The philosophical problem of private (and personal) property

Dude you admitted in the paragraph above that personal property is exclusive. Or are you saying my house isn't exclusive?

Personal property is materially different to the means of production, which determines our ability to survive. A house wouldn't necessarily qualify as personal property, as we have already discussed. However, people could be protected from random strangers wandering into their house, with exclusive use rights, which is not the same as owning the house.

The US constitution was written to defend your private property and prevent the government from interfering with your ability to make contracts with others. That the US has not been following the constitution is another problem in and of itself.

The U.S. Constitution seeks to protect people from undue interference by the government, but it does not determine the economic system that should exist in the states, irrespective of whether the intention was to protect private property or not.

Legitimacy means following an approved framework. Thus any system can be legitimate if it's at least internally consistent.

Like I said, what is considered legitimate is subjective. At one point slavery was considered legitimate in the United States, and slaves were considered legitimate private property. Things change.

This is just restating your previous statement without addressing anything I mentioned. Speaking from the experience of a post Soviet satelite state I think I can say millions of people are better off now, under liberal democracy and capitalism than they were under socialism. I also think on average, people in Taiwan are better off than people in China, and likewise with the people of South Korea and North Korea. But even if we stick to pure hypothetical, we can hypothetically say capitalism makes people better off than hypothetically socialism because just like hypothetical socialism shares wealth evenly and there is plenty of it, hypothetical capitalism has plenty of wealth and shares and creates plenty of it.

Many millions of people are also worse off as a result of capitalism's exploitation, cruelty and imperialism.

Despite Soviet Russia's authoritarian system, most Russian's regret its fall, which is an indictment of the current capitalist system.

The economic development that took place in Soviet Russia and that has taken place in China are the most rapid in economic history and have taken unprecedented numbers of people out of poverty at an unprecedented pace. One has to also remember that any attempt to build alternative systems to capitalism have been met with violent hostility by capitalist powers, especially the United States, which has and continues to use all its military and economic might to destroy attempts to create economies outside of its influence.

Thats asymmetrical utility, not exploitation. Exploitation would require one party member to be better off while the other partner is no better off. Once again, if I love mint ice cream but everyone else at the stand is meh about it, the fact that I pay the same price for it as you do means I'm deriving additional utility from the ice cream, which I have not compensated the ice cream vendor for. Is it exploitation to pay him 1$ for his work if I value it at at least $3?

No, that's exploitation.

The whole basis of capitalism is some people being better off at the expense of a lot of other people being worse off.

Your ice cream vendor is being exploited if someone else disproportionately profits from his labour, not if he sells you ice cream $2 less than you are willing to pay for it.

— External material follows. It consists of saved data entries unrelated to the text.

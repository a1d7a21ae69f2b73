//! API error types and handling

use axum::{
    http::StatusCode,
    response::{IntoResponse, Response},
    Json,
};
use metamcp_shared::StoreError;
use serde_json::json;

use crate::mcp::TransportError;
use crate::pool::PoolError;

/// Application error type
#[derive(Debug, thiserror::Error)]
pub enum ApiError {
    // Authentication errors
    #[error("Authentication required")]
    Unauthorized,
    #[error("Invalid API key")]
    InvalidApiKey,

    // Validation errors
    #[error("Validation error: {0}")]
    Validation(String),
    #[error("Invalid request: {0}")]
    BadRequest(String),
    #[error("Unsupported transport type: {0}")]
    InvalidTransportType(String),

    // Resource errors
    #[error("Resource not found")]
    NotFound,
    #[error("Session not found")]
    SessionNotFound,
    #[error("Conflict: {0}")]
    Conflict(String),

    // Backend errors
    #[error("Backend connection failed: {0}")]
    BackendSetup(String),
    #[error("Backend rejected credentials: {0}")]
    BackendUnauthorized(String),
    #[error("Backend timed out: {0}")]
    BackendTimeout(String),

    // Internal errors
    #[error("Internal server error")]
    Internal,
    #[error("Service unavailable")]
    ServiceUnavailable,
}

impl IntoResponse for ApiError {
    fn into_response(self) -> Response {
        let (status, code, message) = match &self {
            // Authentication
            ApiError::Unauthorized => (StatusCode::UNAUTHORIZED, "UNAUTHORIZED", self.to_string()),
            ApiError::InvalidApiKey => (StatusCode::UNAUTHORIZED, "INVALID_API_KEY", self.to_string()),

            // Validation
            ApiError::Validation(msg) => (StatusCode::BAD_REQUEST, "VALIDATION_ERROR", msg.clone()),
            ApiError::BadRequest(msg) => (StatusCode::BAD_REQUEST, "BAD_REQUEST", msg.clone()),
            ApiError::InvalidTransportType(_) => (StatusCode::BAD_REQUEST, "INVALID_TRANSPORT_TYPE", self.to_string()),

            // Resources
            ApiError::NotFound => (StatusCode::NOT_FOUND, "NOT_FOUND", self.to_string()),
            ApiError::SessionNotFound => (StatusCode::NOT_FOUND, "SESSION_NOT_FOUND", self.to_string()),
            ApiError::Conflict(msg) => (StatusCode::CONFLICT, "CONFLICT", msg.clone()),

            // Backend
            ApiError::BackendSetup(_) => (StatusCode::BAD_GATEWAY, "BACKEND_SETUP_FAILED", self.to_string()),
            ApiError::BackendUnauthorized(_) => (StatusCode::UNAUTHORIZED, "BACKEND_UNAUTHORIZED", self.to_string()),
            ApiError::BackendTimeout(_) => (StatusCode::GATEWAY_TIMEOUT, "BACKEND_TIMEOUT", self.to_string()),

            // Internal
            ApiError::Internal => (StatusCode::INTERNAL_SERVER_ERROR, "INTERNAL_ERROR", self.to_string()),
            ApiError::ServiceUnavailable => (StatusCode::SERVICE_UNAVAILABLE, "SERVICE_UNAVAILABLE", self.to_string()),
        };

        let body = Json(json!({
            "error": {
                "code": code,
                "message": message,
            }
        }));

        (status, body).into_response()
    }
}

impl From<TransportError> for ApiError {
    fn from(err: TransportError) -> Self {
        match err {
            TransportError::InvalidTransportType(selector) => ApiError::InvalidTransportType(selector),
            TransportError::InvalidArguments(e) => ApiError::Validation(e.to_string()),
            TransportError::Unauthorized(url) => ApiError::BackendUnauthorized(url),
            e @ TransportError::Timeout { .. } => ApiError::BackendTimeout(e.to_string()),
            e => {
                tracing::error!(error = %e, "Backend transport error");
                ApiError::BackendSetup(e.to_string())
            }
        }
    }
}

impl From<PoolError> for ApiError {
    fn from(err: PoolError) -> Self {
        match err {
            PoolError::ShuttingDown => ApiError::ServiceUnavailable,
            PoolError::UnknownApiKey => ApiError::InvalidApiKey,
            PoolError::Setup(e) => e.into(),
        }
    }
}

impl From<StoreError> for ApiError {
    fn from(err: StoreError) -> Self {
        match err {
            StoreError::NotFound(_) => ApiError::NotFound,
            StoreError::Validation(msg) => ApiError::Validation(msg),
            e => {
                tracing::error!(error = %e, "Configuration store error");
                ApiError::Internal
            }
        }
    }
}

/// Result type alias for API handlers
pub type ApiResult<T> = Result<T, ApiError>;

You seem to think employment contracts are not willingly signed or one party derives surplus utility from the contract. You need to work otherwise you starve. Yes, but the business needs workers otherwise it will go out of business. You both have something the other one needs to survive, so you trade. Seems cooperative to me, rather than exploitative.

It doesn't seem exploitative to you because you are a brainwashed ideologue of capitalism. However, the very structure of capitalism creates unwarranted power imbalances that put most of the population in an inferior negotiating position, such that what choices they have are very limited and are controlled by the capitalist owner class. Like I said before, capitalism creates a false choice of bad options for most people. It is the antithesis of freedom and democracy.